◆ Exercise inputs ◆
//! Receiving-side snapshot chunk reassembly for replicated state
//! machine transports.
//!
//! The crate accepts an unordered arrival stream of chunks belonging to
//! possibly many concurrent snapshot transfers, reconstructs each
//! transfer into an integrity-checked snapshot directory on durable
//! storage, and hands the finished snapshot to the consensus engine
//! exactly once via injected delivery ports.

pub mod storage;
pub mod transport;
pub mod validator;
pub mod wire;

pub use storage::{ChunkFile, SnapshotEnv, SnapshotEnvError};
pub use transport::{
    ChunkReassembler, DeploymentIdSource, ReassemblyConfig, SnapshotDirResolver, StorageFault,
    TransferEvents, DEFAULT_GC_INTERVAL_TICKS, DEFAULT_MAX_CONCURRENT_SESSIONS,
    DEFAULT_TIMEOUT_TICKS,
};
pub use validator::{SnapshotHeader, SnapshotValidator, SNAPSHOT_HEADER_SIZE};
pub use wire::{
    chunk_key, Membership, MessageBatch, Snapshot, SnapshotChunk, SnapshotFileInfo,
    SnapshotMessage, RPC_BIN_VERSION,
};
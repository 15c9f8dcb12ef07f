//! Integrity validation of the main snapshot stream.
//!
//! The sender frames the snapshot payload with a fixed-size header
//! carrying the payload length and a CRC32 digest; the receiver feeds
//! chunk payloads through a [`SnapshotValidator`] in sequence order and
//! checks the accumulated stream against the header once the terminal
//! chunk has arrived. Auxiliary files are excluded from this stream.

use crc32fast::Hasher;

/// Size in bytes of the header placed at the start of the main stream.
pub const SNAPSHOT_HEADER_SIZE: usize = 24;

const SNAPSHOT_HEADER_MAGIC: u64 = 0x534e_4150_4844_5231;

/// Header framing the main snapshot stream: magic, payload length,
/// payload CRC32, and a CRC32 over the preceding header bytes.
#[derive(Debug, Clone, Copy, PartialEq, Eq)]
pub struct SnapshotHeader {
    pub payload_len: u64,
    pub payload_crc: u32,
}

impl SnapshotHeader {
    pub fn new(payload: &[u8]) -> Self {
        let mut hasher = Hasher::new();
        hasher.update(payload);
        Self {
            payload_len: payload.len() as u64,
            payload_crc: hasher.finalize(),
        }
    }

    pub fn encode(&self) -> [u8; SNAPSHOT_HEADER_SIZE] {
        let mut buf = [0u8; SNAPSHOT_HEADER_SIZE];
        buf[0..8].copy_from_slice(&SNAPSHOT_HEADER_MAGIC.to_le_bytes());
        buf[8..16].copy_from_slice(&self.payload_len.to_le_bytes());
        buf[16..20].copy_from_slice(&self.payload_crc.to_le_bytes());
        let mut hasher = Hasher::new();
        hasher.update(&buf[0..20]);
        buf[20..24].copy_from_slice(&hasher.finalize().to_le_bytes());
        buf
    }

    /// Decodes and verifies a header prefix. Returns None when the magic
    /// or the header checksum does not match.
    pub fn decode(bytes: &[u8]) -> Option<Self> {
        if bytes.len() < SNAPSHOT_HEADER_SIZE {
            return None;
        }
        let magic = u64::from_le_bytes(bytes[0..8].try_into().ok()?);
        if magic != SNAPSHOT_HEADER_MAGIC {
            return None;
        }
        let mut hasher = Hasher::new();
        hasher.update(&bytes[0..20]);
        let header_crc = u32::from_le_bytes(bytes[20..24].try_into().ok()?);
        if hasher.finalize() != header_crc {
            return None;
        }
        Some(Self {
            payload_len: u64::from_le_bytes(bytes[8..16].try_into().ok()?),
            payload_crc: u32::from_le_bytes(bytes[16..20].try_into().ok()?),
        })
    }

    /// Frames a payload for transmission: header followed by the payload.
    /// Senders split the result into chunks; tests use it to build valid
    /// streams.
    pub fn seal(payload: &[u8]) -> Vec<u8> {
        let header = Self::new(payload);
        let mut framed = Vec::with_capacity(SNAPSHOT_HEADER_SIZE + payload.len());
        framed.extend_from_slice(&header.encode());
        framed.extend_from_slice(payload);
        framed
    }
}

/// Accumulates the main snapshot stream chunk by chunk and reports
/// pass/fail once the stream is complete. One instance per transfer.
pub struct SnapshotValidator {
    header: Option<SnapshotHeader>,
    digest: Hasher,
    received: u64,
}

impl Default for SnapshotValidator {
    fn default() -> Self {
        Self::new()
    }
}

impl SnapshotValidator {
    pub fn new() -> Self {
        Self {
            header: None,
            digest: Hasher::new(),
            received: 0,
        }
    }

    /// Feeds one chunk payload. The first chunk must contain the whole
    /// header. Returns false when the chunk cannot belong to a valid
    /// stream; the caller drops the chunk and the transfer.
    pub fn add_chunk(&mut self, data: &[u8], chunk_id: u64) -> bool {
        if chunk_id == 0 {
            if self.header.is_some() {
                return false;
            }
            let Some(header) = SnapshotHeader::decode(data) else {
                return false;
            };
            self.header = Some(header);
            let payload = &data[SNAPSHOT_HEADER_SIZE..];
            self.digest.update(payload);
            self.received = payload.len() as u64;
            true
        } else {
            if self.header.is_none() {
                return false;
            }
            self.digest.update(data);
            self.received += data.len() as u64;
            true
        }
    }

    /// Final verdict over the accumulated stream.
    pub fn validate(self) -> bool {
        match self.header {
            Some(header) => {
                self.received == header.payload_len
                    && self.digest.finalize() == header.payload_crc
            }
            None => false,
        }
    }
}
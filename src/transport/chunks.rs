//! Reassembly of snapshot transfers from an at-least-once chunk stream.
//!
//! Chunks for one transfer are serialized by a per-key lock and accepted
//! strictly in sequence order; there is no reordering buffer. Rejected
//! chunks are dropped silently and the sender recovers through its own
//! timeout and restart. Storage faults are not recoverable: continuing
//! after one would risk promoting a corrupt snapshot directory, so they
//! abort the process.

use crate::storage::{ChunkFile, SnapshotEnv, SnapshotEnvError};
use crate::transport::{DeploymentIdSource, SnapshotDirResolver, TransferEvents};
use crate::validator::SnapshotValidator;
use crate::wire::{
    chunk_key, MessageBatch, Snapshot, SnapshotChunk, SnapshotFileInfo, SnapshotMessage,
    RPC_BIN_VERSION,
};
use log::{error, info, warn};
use parking_lot::Mutex;
use std::collections::HashMap;
use std::ffi::OsString;
use std::io;
use std::mem;
use std::path::PathBuf;
use std::sync::atomic::{AtomicBool, AtomicU64, Ordering};
use std::sync::Arc;
use thiserror::Error;

/// Ticks between garbage-collection sweeps.
pub const DEFAULT_GC_INTERVAL_TICKS: u64 = 30;
/// Ticks without progress after which a transfer is abandoned.
pub const DEFAULT_TIMEOUT_TICKS: u64 = 900;
/// Admission-control cap on concurrently tracked transfers.
pub const DEFAULT_MAX_CONCURRENT_SESSIONS: usize = 128;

◆ Exercise instructions ◆
Each line of the data is to be output exactly, with none skipped.

◆ Finished task ◆
//! Receiving-side snapshot chunk reassembly for replicated state
//! machine transports.
//!
//! The crate accepts an unordered arrival stream of chunks belonging to
//! possibly many concurrent snapshot transfers, reconstructs each
//! transfer into an integrity-checked snapshot directory on durable
//! storage, and hands the finished snapshot to the consensus engine
//! exactly once via injected delivery ports.

pub mod storage;
pub mod transport;
pub mod validator;
pub mod wire;

pub use storage::{ChunkFile, SnapshotEnv, SnapshotEnvError};
pub use transport::{
    ChunkReassembler, DeploymentIdSource, ReassemblyConfig, SnapshotDirResolver, StorageFault,
    TransferEvents, DEFAULT_GC_INTERVAL_TICKS, DEFAULT_MAX_CONCURRENT_SESSIONS,
    DEFAULT_TIMEOUT_TICKS,
};
pub use validator::{SnapshotHeader, SnapshotValidator, SNAPSHOT_HEADER_SIZE};
pub use wire::{
    chunk_key, Membership, MessageBatch, Snapshot, SnapshotChunk, SnapshotFileInfo,
    SnapshotMessage, RPC_BIN_VERSION,
};
repository 15c9f8dcb12ef07f
//! Integrity validation of the main snapshot stream.
//!
//! The sender frames the snapshot payload with a fixed-size header
//! carrying the payload length and a CRC32 digest; the receiver feeds
//! chunk payloads through a [`SnapshotValidator`] in sequence order and
//! checks the accumulated stream against the header once the terminal
//! chunk has arrived. Auxiliary files are excluded from this stream.

use crc32fast::Hasher;

/// Size in bytes of the header placed at the start of the main stream.
pub const SNAPSHOT_HEADER_SIZE: usize = 24;

const SNAPSHOT_HEADER_MAGIC: u64 = 0x534e_4150_4844_5231;

/// Header framing the main snapshot stream: magic, payload length,
/// payload CRC32, and a CRC32 over the preceding header bytes.
#[derive(Debug, Clone, Copy, PartialEq, Eq)]
pub struct SnapshotHeader {
    pub payload_len: u64,
    pub payload_crc: u32,
}

impl SnapshotHeader {
    pub fn new(payload: &[u8]) -> Self {
        let mut hasher = Hasher::new();
        hasher.update(payload);
        Self {
            payload_len: payload.len() as u64,
            payload_crc: hasher.finalize(),
        }
    }

    pub fn encode(&self) -> [u8; SNAPSHOT_HEADER_SIZE] {
        let mut buf = [0u8; SNAPSHOT_HEADER_SIZE];
        buf[0..8].copy_from_slice(&SNAPSHOT_HEADER_MAGIC.to_le_bytes());
        buf[8..16].copy_from_slice(&self.payload_len.to_le_bytes());
        buf[16..20].copy_from_slice(&self.payload_crc.to_le_bytes());
        let mut hasher = Hasher::new();
        hasher.update(&buf[0..20]);
        buf[20..24].copy_from_slice(&hasher.finalize().to_le_bytes());
        buf
    }

    /// Decodes and verifies a header prefix. Returns None when the magic
    /// or the header checksum does not match.
    pub fn decode(bytes: &[u8]) -> Option<Self> {
        if bytes.len() < SNAPSHOT_HEADER_SIZE {
            return None;
        }
        let magic = u64::from_le_bytes(bytes[0..8].try_into().ok()?);
        if magic != SNAPSHOT_HEADER_MAGIC {
            return None;
        }
        let mut hasher = Hasher::new();
        hasher.update(&bytes[0..20]);
        let header_crc = u32::from_le_bytes(bytes[20..24].try_into().ok()?);
        if hasher.finalize() != header_crc {
            return None;
        }
        Some(Self {
            payload_len: u64::from_le_bytes(bytes[8..16].try_into().ok()?),
            payload_crc: u32::from_le_bytes(bytes[16..20].try_into().ok()?),
        })
    }

    /// Frames a payload for transmission: header followed by the payload.
    /// Senders split the result into chunks; tests use it to build valid
    /// streams.
    pub fn seal(payload: &[u8]) -> Vec<u8> {
        let header = Self::new(payload);
        let mut framed = Vec::with_capacity(SNAPSHOT_HEADER_SIZE + payload.len());
        framed.extend_from_slice(&header.encode());
        framed.extend_from_slice(payload);
        framed
    }
}

/// Accumulates the main snapshot stream chunk by chunk and reports
/// pass/fail once the stream is complete. One instance per transfer.
pub struct SnapshotValidator {
    header: Option<SnapshotHeader>,
    digest: Hasher,
    received: u64,
}

impl Default for SnapshotValidator {
    fn default() -> Self {
        Self::new()
    }
}

impl SnapshotValidator {
    pub fn new() -> Self {
        Self {
            header: None,
            digest: Hasher::new(),
            received: 0,
        }
    }

    /// Feeds one chunk payload. The first chunk must contain the whole
    /// header. Returns false when the chunk cannot belong to a valid
    /// stream; the caller drops the chunk and the transfer.
    pub fn add_chunk(&mut self, data: &[u8], chunk_id: u64) -> bool {
        if chunk_id == 0 {
            if self.header.is_some() {
                return false;
            }
            let Some(header) = SnapshotHeader::decode(data) else {
                return false;
            };
            self.header = Some(header);
            let payload = &data[SNAPSHOT_HEADER_SIZE..];
            self.digest.update(payload);
            self.received = payload.len() as u64;
            true
        } else {
            if self.header.is_none() {
                return false;
            }
            self.digest.update(data);
            self.received += data.len() as u64;
            true
        }
    }

    /// Final verdict over the accumulated stream.
    pub fn validate(self) -> bool {
        match self.header {
            Some(header) => {
                self.received == header.payload_len
                    && self.digest.finalize() == header.payload_crc
            }
            None => false,
        }
    }
}
filename src/transport/chunks.rs
//! Reassembly of snapshot transfers from an at-least-once chunk stream.
//!
//! Chunks for one transfer are serialized by a per-key lock and accepted
//! strictly in sequence order; there is no reordering buffer. Rejected
//! chunks are dropped silently and the sender recovers through its own
//! timeout and restart. Storage faults are not recoverable: continuing
//! after one would risk promoting a corrupt snapshot directory, so they
//! abort the process.

use crate::storage::{ChunkFile, SnapshotEnv, SnapshotEnvError};
use crate::transport::{DeploymentIdSource, SnapshotDirResolver, TransferEvents};
use crate::validator::SnapshotValidator;
use crate::wire::{
    chunk_key, MessageBatch, Snapshot, SnapshotChunk, SnapshotFileInfo, SnapshotMessage,
    RPC_BIN_VERSION,
};
use log::{error, info, warn};
use parking_lot::Mutex;
use std::collections::HashMap;
use std::ffi::OsString;
use std::io;
use std::mem;
use std::path::PathBuf;
use std::sync::atomic::{AtomicBool, AtomicU64, Ordering};
use std::sync::Arc;
use thiserror::Error;

/// Ticks between garbage-collection sweeps.
pub const DEFAULT_GC_INTERVAL_TICKS: u64 = 30;
/// Ticks without progress after which a transfer is abandoned.
pub const DEFAULT_TIMEOUT_TICKS: u64 = 900;
/// Admission-control cap on concurrently tracked transfers.
pub const DEFAULT_MAX_CONCURRENT_SESSIONS: usize = 128;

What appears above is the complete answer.